--- Information shown Enclosed Below ---

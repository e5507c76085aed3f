// +-----------------------------------------------------------------------------------------------+
// | Copyright 2016 Sean Kerr                                                                      |
// |                                                                                               |
// | Licensed under the Apache License, Version 2.0 (the "License");                               |
// | you may not use this file except in compliance with the License.                              |
// | You may obtain a copy of the License at                                                       |
// |                                                                                               |
// |  http://www.apache.org/licenses/LICENSE-2.0                                                   |
// |                                                                                               |
// | Unless required by applicable law or agreed to in writing, software                           |
// | distributed under the License is distributed on an "AS IS" BASIS,                             |
// | WITHOUT WARRANTIES OR CONDITIONS OF ANY KIND, either express or implied.                      |
// | See the License for the specific language governing permissions and                           |
// | limitations under the License.                                                                |
// +-----------------------------------------------------------------------------------------------+
// | Author: Sean Kerr <sean@code-box.org>                                                         |
// +-----------------------------------------------------------------------------------------------+

//! Ready-made collaborators built on the parser's handler interface.

mod headers;
mod message;

pub use self::headers::Headers;
pub use self::message::{ Message, MessageCollector };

--- End of Enclosed Information shown ---

■ What to do
Start at the first line of the material. Reproduce every line exactly, ending with the line that holds "Licensed under the".

■ Answer space
repository e5507c76085aed3f
// +-----------------------------------------------------------------------------------------------+
// | Copyright 2016 Sean Kerr                                                                      |
// |                                                                                               |
// | Licensed under the Apache License, Version 2.0 (the "License");                               |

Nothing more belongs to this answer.